In his research for the book he put together with Trask, Anderson became fascinated with Snyder and what he brought to the university.

“He was very interested in how children learn,” Anderson says, “and emphasized what it took to be a good teacher.”

In a time when the idea of children learning through play was rare, the lab school had a playground and instituted recess as part of the school day.

“It was revolutionary,” Anderson says.

Now called University Schools, it operates as a K-12 charter school as part of Greeley-Evans School District 6.


Throughout the next several decades, the institution gained an even stronger reputation for being a teacher-training institution. Since teaching at the time was largely considered a profession for women, the college built up its athletic programs to attract more men to attend the school. Under George Frasier, the university’s third president, athletic offerings grew largely through the construction of Jackson Field in 1927 and Gunter Hall in 1928.

The bear became the school’s mascot, replacing the Teachers. And in the mid-20s, athletic teams were competing in the Rocky Mountain Athletic Conference, whose members included the University of Colorado, Colorado State University and the University of Denver.

The 1930s and the Depression brought budget cuts and building closings, but it also had a few bright spots: Little Theatre of the Rockies began in 1934, and it remains Colorado’s longest running summer stock theatre. And in 1936, author James A. Michener arrived to teach social studies at College High, the laboratory school, before earning his master’s degree. His years in Greeley and travel throughout the state became the foundation for Michener’s book Centennial. He became the author of more than 40 books, winning a Pulitzer Prize for Tales of the South Pacific in 1948.

Perhaps the biggest transformations at the university happened after World War II, when returning GIs with funds to spend on a college education changed universities everywhere. UNC added class offerings and new bachelor’s degrees.

“There was an air of optimism and the desire to improve their lives among these GIs and their families,” Trask says. “The university had to change and offer more
to meet the demand that growth brings.”

By the late 1960s, one-fifth of students were majoring in business, nursing or one of the liberal arts, non-education areas.

Today’s University

The 1950s and ‘60s brought a construction boom, with much of the western part of campus being built including McKee, Candelaria and Butler-Hancock halls, and Michener Library.
By the time the institution was renamed the University of Northern Colorado in 1970, it had two colleges and six schools.

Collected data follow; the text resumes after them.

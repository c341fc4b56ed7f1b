use crate::candidates::{build_candidates, rewrite_port};
use crate::errors::PreviewError;
use crate::metrics_defs::{REQUEST_DURATION, REQUESTS_INFLIGHT};
use crate::relay::{RelayContext, json_error, relay};
use crate::resolver::Resolver;
use crate::routes::{RouteError, parse_preview_path};
use bytes::Bytes;
use http::request::Parts;
use http_body_util::combinators::BoxBody;
use hyper::body::Incoming;
use hyper::service::Service;
use hyper::{Method, Request, Response, StatusCode};
use project_access::{Credentials, ProjectAccess};
use shared::http::into_boxed_response;
use shared::{gauge, histogram};
use std::future::Future;
use std::pin::Pin;
use std::sync::Arc;
use std::time::Instant;

/// Serves one preview request end to end: route, authorize, resolve, relay.
pub struct PreviewHandler {
    access: ProjectAccess,
    resolver: Resolver,
    session_cookie: Option<String>,
    cache_max_age_secs: u64,
}

impl PreviewHandler {
    pub fn new(
        access: ProjectAccess,
        resolver: Resolver,
        session_cookie: Option<String>,
        cache_max_age_secs: u64,
    ) -> Self {
        Self {
            access,
            resolver,
            session_cookie,
            cache_max_age_secs,
        }
    }

    pub async fn handle(&self, parts: &Parts) -> Response<Bytes> {
        let mut guard = InflightGuard::start();
        let response = self.serve(parts).await;
        guard.status = Some(response.status());
        response
    }

    async fn serve(&self, parts: &Parts) -> Response<Bytes> {
        if parts.method != Method::GET {
            return json_error(StatusCode::METHOD_NOT_ALLOWED, "Method not allowed");
        }

        let request = match parse_preview_path(parts.uri.path()) {
            Ok(request) => request,
            Err(e @ RouteError::NotFound) => return json_error(StatusCode::NOT_FOUND, &e.to_string()),
            Err(e @ RouteError::InvalidPort(_)) => {
                return json_error(StatusCode::BAD_REQUEST, &e.to_string());
            }
        };

        // Session cookies are only used here and never forwarded upstream.
        let credentials = Credentials::from_headers(&parts.headers, self.session_cookie.as_deref());
        let grant = match self
            .access
            .authorize(&request.project_id, credentials.as_ref())
            .await
        {
            Ok(grant) => grant,
            Err(denial) => return json_error(denial.status(), &denial.to_string()),
        };

        let Some(sandbox_url) = grant.project.sandbox_url() else {
            return json_error(StatusCode::NOT_FOUND, "Sandbox not found");
        };

        let base_url = match request.port {
            Some(port) => rewrite_port(sandbox_url, port),
            None => sandbox_url.to_string(),
        };
        let candidates = build_candidates(
            &base_url,
            &request.path,
            request.directory_request,
            parts.uri.query(),
        );
        tracing::debug!(
            project_id = %request.project_id,
            port = ?request.port,
            candidates = ?candidates,
            "Resolving preview"
        );

        let resolution = self.resolver.resolve(&candidates).await;
        relay(
            resolution,
            &RelayContext {
                project_id: &request.project_id,
                port: request.port,
                cache_max_age_secs: self.cache_max_age_secs,
            },
        )
    }
}

/// Counts a request as in flight until dropped, then records its duration.
/// Requests abandoned by the client are recorded with status `cancelled`.
struct InflightGuard {
    start: Instant,
    status: Option<StatusCode>,
}

impl InflightGuard {
    fn start() -> Self {
        gauge!(REQUESTS_INFLIGHT).increment(1.0);
        InflightGuard {
            start: Instant::now(),
            status: None,
        }
    }
}

impl Drop for InflightGuard {
    fn drop(&mut self) {
        gauge!(REQUESTS_INFLIGHT).decrement(1.0);
        let status = match self.status {
            Some(status) => status.as_str().to_string(),
            None => "cancelled".to_string(),
        };
        histogram!(REQUEST_DURATION, "status" => status)
            .record(self.start.elapsed().as_secs_f64());
    }
}

#[derive(Clone)]
pub struct PreviewService {
    handler: Arc<PreviewHandler>,
}

impl PreviewService {
    pub fn new(handler: PreviewHandler) -> Self {
        Self {
            handler: Arc::new(handler),
        }
    }
}

impl Service<Request<Incoming>> for PreviewService {
    type Response = Response<BoxBody<Bytes, PreviewError>>;
    type Error = PreviewError;
    type Future =
        Pin<Box<dyn Future<Output = Result<Self::Response, Self::Error>> + Send + 'static>>;

    fn call(&self, req: Request<Incoming>) -> Self::Future {
        let handler = self.handler.clone();
        // Preview requests are GETs; the body is never read.
        let (parts, _body) = req.into_parts();

        Box::pin(async move { Ok(into_boxed_response(handler.handle(&parts).await)) })
    }
}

Fast forward to today, the university’s foundation remains teacher education.

“Our story from normal school to college to university really reflects how UNC has responded to the changing context around it,” says Robbyn Wacker, UNC provost and senior vice president. “Our continued preeminence in teacher preparation remains a great point of pride for our institution. It is the foundation on which we’ve built a comprehensive set of exceptional programs.”

Wacker points to UNC’s other hallmarks — business, nursing, performing and visual arts and strong liberal arts programs.

“As an educator and an administrator I was thrilled to come to UNC," Wacker says. "This institution is the perfect distillation of all the things I value in higher education — student-centered classrooms with the ability to do research."

She also points to the university’s dedicated faculty, its graduate programs
and other unique things happening all over campus including cutting-edge research in everything from cancer rehabilitation to autism.

“From its beginning as a teacher’s college, our university has been guided by a spirit of innovation grounded in the very real needs of our community,” she says. “What we offer here, and what we’ll continue to offer for the next 125 years, is a student-centered academic experience that’s uniquely responsive to the demands of our times.” NV


People on horseback and in horse-drawn buggies and carriages gather June 13, 1890, to participate in the cornerstone dedication and ceremony for the Normal School Building, later to become Cranford Hall. Numerous people stand on the partially constructed foundation behind an unidentified speaker. The cornerstone is held aloft by a wooden crane.